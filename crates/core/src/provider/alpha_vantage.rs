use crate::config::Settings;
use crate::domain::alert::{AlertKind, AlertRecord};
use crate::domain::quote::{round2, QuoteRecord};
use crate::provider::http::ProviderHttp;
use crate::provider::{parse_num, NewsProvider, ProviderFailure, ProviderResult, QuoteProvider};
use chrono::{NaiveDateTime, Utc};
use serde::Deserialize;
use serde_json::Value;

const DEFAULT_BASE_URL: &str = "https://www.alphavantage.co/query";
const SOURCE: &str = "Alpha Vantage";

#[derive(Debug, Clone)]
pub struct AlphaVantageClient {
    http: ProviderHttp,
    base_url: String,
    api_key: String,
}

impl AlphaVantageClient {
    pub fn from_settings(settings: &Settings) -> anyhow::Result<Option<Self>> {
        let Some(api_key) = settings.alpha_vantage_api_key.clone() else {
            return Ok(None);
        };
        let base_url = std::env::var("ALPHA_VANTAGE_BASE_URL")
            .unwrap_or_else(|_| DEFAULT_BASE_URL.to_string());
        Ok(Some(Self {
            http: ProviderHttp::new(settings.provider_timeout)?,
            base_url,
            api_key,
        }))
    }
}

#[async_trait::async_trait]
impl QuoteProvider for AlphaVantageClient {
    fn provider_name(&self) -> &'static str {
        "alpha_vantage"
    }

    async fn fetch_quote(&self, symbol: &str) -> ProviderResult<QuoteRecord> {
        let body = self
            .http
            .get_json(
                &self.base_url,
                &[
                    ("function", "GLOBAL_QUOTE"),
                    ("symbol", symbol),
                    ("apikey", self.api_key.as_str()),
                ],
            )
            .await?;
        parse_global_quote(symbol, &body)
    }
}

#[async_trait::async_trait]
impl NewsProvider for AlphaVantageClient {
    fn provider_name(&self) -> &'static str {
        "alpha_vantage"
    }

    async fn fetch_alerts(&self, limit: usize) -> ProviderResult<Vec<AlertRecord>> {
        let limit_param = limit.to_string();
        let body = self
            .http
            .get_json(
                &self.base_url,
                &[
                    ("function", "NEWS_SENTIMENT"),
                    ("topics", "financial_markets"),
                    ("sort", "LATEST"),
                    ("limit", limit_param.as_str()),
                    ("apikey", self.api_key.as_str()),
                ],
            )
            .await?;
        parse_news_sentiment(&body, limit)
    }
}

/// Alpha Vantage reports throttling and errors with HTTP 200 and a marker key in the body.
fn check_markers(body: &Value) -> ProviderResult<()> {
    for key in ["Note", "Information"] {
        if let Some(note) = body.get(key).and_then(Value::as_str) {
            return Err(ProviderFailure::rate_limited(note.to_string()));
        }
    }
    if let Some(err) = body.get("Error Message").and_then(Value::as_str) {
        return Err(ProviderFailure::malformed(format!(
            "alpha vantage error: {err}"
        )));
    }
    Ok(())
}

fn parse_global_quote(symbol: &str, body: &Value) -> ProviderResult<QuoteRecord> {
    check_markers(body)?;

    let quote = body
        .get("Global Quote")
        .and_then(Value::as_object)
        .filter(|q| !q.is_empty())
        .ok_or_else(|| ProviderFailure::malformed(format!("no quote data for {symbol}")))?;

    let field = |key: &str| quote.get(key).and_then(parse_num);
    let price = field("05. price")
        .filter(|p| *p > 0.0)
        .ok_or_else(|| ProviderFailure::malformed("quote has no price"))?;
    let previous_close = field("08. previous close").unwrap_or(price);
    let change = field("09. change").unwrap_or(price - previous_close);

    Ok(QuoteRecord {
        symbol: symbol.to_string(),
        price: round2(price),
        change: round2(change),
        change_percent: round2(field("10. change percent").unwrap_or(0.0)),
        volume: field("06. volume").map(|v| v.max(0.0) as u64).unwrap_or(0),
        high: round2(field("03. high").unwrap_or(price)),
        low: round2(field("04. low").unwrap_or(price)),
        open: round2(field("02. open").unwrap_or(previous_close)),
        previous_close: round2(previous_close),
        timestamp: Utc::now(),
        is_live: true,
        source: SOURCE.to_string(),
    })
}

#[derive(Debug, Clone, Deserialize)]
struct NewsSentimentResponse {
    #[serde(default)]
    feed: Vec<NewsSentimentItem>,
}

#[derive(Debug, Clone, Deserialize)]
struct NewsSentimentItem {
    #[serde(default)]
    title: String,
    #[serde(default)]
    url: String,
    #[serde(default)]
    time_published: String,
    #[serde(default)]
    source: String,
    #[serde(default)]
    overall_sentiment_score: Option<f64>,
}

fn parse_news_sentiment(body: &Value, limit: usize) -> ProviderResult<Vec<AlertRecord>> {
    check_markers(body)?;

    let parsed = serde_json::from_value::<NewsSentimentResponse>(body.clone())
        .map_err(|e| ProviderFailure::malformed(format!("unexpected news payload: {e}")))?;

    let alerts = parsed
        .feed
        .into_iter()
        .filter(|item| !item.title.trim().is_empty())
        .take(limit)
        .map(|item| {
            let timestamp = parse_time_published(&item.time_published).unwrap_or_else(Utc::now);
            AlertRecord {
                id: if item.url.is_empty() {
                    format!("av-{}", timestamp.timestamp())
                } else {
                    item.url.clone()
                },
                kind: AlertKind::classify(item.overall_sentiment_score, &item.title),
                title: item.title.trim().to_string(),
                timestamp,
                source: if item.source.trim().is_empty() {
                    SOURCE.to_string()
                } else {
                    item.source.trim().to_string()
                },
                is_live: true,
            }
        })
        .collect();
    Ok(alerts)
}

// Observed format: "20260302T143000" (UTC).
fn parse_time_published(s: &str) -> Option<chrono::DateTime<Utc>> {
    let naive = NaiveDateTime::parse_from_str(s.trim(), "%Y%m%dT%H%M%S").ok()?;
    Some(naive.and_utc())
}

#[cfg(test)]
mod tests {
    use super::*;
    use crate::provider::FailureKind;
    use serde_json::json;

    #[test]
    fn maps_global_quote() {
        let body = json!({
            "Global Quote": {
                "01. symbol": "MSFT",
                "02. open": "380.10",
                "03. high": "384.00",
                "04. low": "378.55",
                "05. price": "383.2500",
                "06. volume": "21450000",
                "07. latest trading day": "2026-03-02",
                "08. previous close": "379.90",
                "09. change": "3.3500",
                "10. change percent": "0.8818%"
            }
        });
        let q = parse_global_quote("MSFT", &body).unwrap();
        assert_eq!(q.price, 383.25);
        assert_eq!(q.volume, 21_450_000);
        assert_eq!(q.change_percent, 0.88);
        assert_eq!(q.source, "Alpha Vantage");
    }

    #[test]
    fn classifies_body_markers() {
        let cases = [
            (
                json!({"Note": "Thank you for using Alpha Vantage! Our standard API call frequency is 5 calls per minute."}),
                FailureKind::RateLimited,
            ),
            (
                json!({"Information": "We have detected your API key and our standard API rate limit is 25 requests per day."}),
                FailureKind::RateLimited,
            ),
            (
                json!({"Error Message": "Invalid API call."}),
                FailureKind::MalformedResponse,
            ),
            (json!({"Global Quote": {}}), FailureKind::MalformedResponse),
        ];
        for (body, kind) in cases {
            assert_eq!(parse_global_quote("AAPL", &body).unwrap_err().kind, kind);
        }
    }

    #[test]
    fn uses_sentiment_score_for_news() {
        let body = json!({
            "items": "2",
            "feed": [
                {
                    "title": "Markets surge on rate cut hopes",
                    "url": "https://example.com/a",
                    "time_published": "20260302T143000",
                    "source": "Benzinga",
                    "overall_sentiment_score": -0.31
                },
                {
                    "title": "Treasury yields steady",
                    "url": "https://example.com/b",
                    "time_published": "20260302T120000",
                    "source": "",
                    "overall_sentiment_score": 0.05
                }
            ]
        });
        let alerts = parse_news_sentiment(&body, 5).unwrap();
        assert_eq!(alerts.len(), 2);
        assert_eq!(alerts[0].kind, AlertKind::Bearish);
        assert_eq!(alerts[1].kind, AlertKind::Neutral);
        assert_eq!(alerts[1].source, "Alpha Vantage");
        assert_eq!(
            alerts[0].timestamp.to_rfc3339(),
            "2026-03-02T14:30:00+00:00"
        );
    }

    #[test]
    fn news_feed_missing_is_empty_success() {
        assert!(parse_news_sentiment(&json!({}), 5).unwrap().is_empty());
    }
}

○ ○ ○

» **WHAT YOU SHOULD DO**: Your job is to print exactly the lines that run from the top of the entries through the line with "use serde_json::Value;", and no others.

» **SOLUTION**:
filename crates/core/src/provider/alpha_vantage.rs
use crate::config::Settings;
use crate::domain::alert::{AlertKind, AlertRecord};
use crate::domain::quote::{round2, QuoteRecord};
use crate::provider::http::ProviderHttp;
use crate::provider::{parse_num, NewsProvider, ProviderFailure, ProviderResult, QuoteProvider};
use chrono::{NaiveDateTime, Utc};
use serde::Deserialize;
use serde_json::Value;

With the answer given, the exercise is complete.